━━━━━ DATA

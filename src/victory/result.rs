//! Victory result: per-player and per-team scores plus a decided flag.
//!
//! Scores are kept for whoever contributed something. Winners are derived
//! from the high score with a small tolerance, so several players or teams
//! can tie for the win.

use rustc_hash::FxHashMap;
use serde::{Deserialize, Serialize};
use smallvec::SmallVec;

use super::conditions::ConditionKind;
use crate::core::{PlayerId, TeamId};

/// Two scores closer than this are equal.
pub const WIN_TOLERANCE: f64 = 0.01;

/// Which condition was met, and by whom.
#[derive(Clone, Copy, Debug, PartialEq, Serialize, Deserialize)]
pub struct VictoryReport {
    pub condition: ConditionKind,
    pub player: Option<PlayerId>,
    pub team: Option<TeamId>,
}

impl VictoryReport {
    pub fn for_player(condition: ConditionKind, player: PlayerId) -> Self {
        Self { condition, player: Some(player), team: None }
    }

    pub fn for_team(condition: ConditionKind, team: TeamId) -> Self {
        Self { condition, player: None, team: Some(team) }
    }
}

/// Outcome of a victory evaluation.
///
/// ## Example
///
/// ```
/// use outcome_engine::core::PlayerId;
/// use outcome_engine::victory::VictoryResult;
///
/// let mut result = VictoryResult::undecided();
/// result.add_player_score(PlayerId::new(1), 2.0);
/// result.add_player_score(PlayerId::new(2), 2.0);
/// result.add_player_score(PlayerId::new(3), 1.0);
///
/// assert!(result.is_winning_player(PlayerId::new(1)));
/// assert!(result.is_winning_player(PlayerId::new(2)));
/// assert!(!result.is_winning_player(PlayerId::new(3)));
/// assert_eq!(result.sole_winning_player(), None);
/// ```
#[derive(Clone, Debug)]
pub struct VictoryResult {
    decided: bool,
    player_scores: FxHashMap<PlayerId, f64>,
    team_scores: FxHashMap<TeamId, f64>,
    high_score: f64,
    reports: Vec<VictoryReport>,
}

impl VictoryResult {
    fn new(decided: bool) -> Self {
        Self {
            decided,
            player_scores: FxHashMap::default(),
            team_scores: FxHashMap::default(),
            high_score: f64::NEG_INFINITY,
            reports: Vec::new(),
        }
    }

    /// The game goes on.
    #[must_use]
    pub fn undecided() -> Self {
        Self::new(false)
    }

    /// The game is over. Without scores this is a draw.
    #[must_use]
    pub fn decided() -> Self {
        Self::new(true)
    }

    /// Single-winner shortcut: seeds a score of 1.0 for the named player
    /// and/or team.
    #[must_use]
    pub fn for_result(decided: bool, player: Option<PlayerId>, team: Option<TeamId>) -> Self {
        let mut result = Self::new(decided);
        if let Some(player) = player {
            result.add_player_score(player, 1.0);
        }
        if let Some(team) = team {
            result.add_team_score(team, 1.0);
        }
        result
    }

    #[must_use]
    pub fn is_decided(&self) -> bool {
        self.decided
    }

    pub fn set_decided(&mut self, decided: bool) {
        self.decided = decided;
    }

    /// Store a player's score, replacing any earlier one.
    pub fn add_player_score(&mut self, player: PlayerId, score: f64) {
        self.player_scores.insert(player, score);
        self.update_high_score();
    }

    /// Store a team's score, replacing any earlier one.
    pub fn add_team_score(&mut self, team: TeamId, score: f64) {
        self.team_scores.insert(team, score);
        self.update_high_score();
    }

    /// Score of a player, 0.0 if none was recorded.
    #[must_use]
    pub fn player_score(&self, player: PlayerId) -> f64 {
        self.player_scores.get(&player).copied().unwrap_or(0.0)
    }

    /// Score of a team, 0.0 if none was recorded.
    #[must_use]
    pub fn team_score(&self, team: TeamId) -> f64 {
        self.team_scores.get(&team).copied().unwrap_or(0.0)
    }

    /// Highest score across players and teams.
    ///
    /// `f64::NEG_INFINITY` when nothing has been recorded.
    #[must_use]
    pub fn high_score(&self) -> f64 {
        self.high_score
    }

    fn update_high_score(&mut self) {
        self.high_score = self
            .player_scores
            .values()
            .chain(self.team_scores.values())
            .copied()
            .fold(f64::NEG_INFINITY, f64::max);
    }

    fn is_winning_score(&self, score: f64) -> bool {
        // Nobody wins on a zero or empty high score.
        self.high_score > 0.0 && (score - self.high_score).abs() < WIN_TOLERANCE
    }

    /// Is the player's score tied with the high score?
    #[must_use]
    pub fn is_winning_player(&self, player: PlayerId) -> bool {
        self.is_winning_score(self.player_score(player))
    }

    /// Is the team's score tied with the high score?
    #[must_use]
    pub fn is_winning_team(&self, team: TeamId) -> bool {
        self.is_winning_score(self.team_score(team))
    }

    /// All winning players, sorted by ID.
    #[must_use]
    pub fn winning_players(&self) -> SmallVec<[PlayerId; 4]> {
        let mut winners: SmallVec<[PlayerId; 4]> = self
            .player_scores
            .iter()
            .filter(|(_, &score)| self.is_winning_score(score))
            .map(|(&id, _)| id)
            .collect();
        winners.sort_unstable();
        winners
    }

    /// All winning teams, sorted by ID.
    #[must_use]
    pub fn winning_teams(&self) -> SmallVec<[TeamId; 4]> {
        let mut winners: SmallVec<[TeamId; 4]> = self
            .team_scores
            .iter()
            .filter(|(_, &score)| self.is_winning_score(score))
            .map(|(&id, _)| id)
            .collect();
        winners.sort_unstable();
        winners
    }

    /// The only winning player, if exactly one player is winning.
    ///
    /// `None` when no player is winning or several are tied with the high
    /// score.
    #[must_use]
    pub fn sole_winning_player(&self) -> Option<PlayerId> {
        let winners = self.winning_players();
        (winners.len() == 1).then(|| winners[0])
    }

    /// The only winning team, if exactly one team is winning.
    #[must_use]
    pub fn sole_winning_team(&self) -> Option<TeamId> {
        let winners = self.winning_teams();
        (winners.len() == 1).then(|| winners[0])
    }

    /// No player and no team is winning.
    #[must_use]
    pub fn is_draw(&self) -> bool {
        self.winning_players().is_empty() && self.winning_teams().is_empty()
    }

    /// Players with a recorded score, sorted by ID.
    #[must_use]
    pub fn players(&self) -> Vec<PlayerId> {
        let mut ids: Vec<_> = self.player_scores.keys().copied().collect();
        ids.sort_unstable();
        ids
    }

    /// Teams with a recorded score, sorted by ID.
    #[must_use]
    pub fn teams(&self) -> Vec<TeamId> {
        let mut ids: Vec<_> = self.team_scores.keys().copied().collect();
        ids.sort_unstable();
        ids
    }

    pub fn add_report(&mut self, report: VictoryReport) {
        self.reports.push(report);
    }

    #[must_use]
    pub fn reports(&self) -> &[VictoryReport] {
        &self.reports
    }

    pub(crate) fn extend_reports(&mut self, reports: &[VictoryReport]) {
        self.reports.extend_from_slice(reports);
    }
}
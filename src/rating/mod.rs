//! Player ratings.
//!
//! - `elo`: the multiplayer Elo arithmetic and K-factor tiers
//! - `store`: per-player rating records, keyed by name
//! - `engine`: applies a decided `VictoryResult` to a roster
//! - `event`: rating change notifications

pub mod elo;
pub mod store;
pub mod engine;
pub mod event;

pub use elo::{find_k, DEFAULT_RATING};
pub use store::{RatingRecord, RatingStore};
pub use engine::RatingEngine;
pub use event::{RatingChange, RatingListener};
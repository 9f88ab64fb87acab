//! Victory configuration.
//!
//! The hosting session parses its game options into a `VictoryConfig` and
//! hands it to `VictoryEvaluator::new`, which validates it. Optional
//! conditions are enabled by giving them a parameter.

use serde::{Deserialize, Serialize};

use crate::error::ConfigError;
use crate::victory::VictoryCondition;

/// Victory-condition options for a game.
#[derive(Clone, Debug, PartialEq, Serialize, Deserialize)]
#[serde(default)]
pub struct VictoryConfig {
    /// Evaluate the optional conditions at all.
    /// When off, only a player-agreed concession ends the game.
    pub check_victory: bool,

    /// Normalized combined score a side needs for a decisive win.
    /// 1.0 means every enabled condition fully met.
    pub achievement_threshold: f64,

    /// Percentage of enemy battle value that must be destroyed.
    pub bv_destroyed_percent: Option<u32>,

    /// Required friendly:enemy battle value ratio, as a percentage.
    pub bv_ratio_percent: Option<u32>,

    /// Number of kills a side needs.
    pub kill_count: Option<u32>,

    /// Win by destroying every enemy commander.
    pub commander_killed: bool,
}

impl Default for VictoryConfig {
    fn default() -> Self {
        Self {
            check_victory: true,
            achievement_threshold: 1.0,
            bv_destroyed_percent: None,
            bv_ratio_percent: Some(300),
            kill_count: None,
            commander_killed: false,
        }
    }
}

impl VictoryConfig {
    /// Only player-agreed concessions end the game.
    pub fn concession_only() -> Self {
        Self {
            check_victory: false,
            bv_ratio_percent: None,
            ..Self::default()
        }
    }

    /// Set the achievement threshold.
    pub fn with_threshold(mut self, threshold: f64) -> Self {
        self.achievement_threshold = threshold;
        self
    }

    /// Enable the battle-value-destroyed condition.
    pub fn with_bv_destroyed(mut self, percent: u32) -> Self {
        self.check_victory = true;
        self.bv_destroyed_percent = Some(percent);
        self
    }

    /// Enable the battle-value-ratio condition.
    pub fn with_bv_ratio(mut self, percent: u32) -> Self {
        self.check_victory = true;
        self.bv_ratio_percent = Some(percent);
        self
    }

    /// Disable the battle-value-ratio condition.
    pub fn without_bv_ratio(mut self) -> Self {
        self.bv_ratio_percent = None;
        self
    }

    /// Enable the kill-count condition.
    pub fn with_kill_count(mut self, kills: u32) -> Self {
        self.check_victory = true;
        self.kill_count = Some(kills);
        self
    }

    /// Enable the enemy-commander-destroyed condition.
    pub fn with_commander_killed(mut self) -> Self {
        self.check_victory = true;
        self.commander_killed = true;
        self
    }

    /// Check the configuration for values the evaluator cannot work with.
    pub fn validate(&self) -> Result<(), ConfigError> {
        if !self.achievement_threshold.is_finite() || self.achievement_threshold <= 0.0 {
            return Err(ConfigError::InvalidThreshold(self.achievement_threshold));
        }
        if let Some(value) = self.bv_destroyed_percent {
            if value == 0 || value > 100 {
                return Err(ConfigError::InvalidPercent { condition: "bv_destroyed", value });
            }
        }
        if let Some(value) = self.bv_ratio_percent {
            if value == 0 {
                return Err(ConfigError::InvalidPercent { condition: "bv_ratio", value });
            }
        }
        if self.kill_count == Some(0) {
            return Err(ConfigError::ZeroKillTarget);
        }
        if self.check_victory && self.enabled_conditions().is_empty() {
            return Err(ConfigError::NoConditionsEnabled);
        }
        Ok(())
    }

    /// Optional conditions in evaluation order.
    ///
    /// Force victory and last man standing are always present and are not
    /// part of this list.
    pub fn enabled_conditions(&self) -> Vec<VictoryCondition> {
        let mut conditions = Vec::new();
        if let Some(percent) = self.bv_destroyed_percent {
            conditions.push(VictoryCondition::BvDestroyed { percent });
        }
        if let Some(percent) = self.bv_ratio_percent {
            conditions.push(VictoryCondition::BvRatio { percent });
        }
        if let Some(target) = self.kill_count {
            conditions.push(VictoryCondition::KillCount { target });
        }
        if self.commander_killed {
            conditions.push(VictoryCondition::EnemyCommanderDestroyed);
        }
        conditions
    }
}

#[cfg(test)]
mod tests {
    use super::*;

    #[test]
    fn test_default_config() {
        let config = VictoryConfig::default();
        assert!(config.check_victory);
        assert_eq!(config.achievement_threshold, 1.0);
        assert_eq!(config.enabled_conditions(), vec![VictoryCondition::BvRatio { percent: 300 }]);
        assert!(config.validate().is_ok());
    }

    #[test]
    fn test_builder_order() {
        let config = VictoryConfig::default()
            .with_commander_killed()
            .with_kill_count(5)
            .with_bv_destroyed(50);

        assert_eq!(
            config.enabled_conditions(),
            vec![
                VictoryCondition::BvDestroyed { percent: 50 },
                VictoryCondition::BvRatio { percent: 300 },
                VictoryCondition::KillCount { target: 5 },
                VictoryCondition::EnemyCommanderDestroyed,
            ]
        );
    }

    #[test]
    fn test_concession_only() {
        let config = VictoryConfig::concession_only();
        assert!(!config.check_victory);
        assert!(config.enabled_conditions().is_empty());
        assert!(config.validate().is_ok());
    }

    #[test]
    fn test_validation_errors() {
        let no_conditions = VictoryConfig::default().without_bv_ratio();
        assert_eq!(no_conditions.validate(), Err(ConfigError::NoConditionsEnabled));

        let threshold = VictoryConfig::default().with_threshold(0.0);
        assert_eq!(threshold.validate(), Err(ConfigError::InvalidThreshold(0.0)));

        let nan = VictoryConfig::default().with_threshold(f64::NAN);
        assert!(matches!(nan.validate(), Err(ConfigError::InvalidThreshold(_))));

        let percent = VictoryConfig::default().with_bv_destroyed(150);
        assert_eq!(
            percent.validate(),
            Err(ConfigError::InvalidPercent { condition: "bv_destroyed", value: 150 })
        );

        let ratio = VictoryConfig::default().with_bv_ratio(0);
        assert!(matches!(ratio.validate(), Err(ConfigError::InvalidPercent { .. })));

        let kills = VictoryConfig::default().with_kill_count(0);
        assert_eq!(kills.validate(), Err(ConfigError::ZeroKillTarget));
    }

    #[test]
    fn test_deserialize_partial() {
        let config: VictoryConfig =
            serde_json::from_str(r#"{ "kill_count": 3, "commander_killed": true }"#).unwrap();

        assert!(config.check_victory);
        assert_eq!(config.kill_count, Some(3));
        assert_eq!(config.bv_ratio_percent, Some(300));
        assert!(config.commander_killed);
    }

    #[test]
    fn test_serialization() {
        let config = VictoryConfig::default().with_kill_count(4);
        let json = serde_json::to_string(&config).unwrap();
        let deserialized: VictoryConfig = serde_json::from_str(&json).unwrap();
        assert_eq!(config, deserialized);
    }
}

━━━━━━━━━━

EXERCISE DIRECTIONS> Look above for the line with "pub fn teams(&self)" and the line with "pub(crate) fn extend_reports(&mut". Write out those two lines and all the lines between them, exactly, and no others.

RESPONSE TO THE TASK>
    pub fn teams(&self) -> Vec<TeamId> {
        let mut ids: Vec<_> = self.team_scores.keys().copied().collect();
        ids.sort_unstable();
        ids
    }

    pub fn add_report(&mut self, report: VictoryReport) {
        self.reports.push(report);
    }

    #[must_use]
    pub fn reports(&self) -> &[VictoryReport] {
        &self.reports
    }

    pub(crate) fn extend_reports(&mut self, reports: &[VictoryReport]) {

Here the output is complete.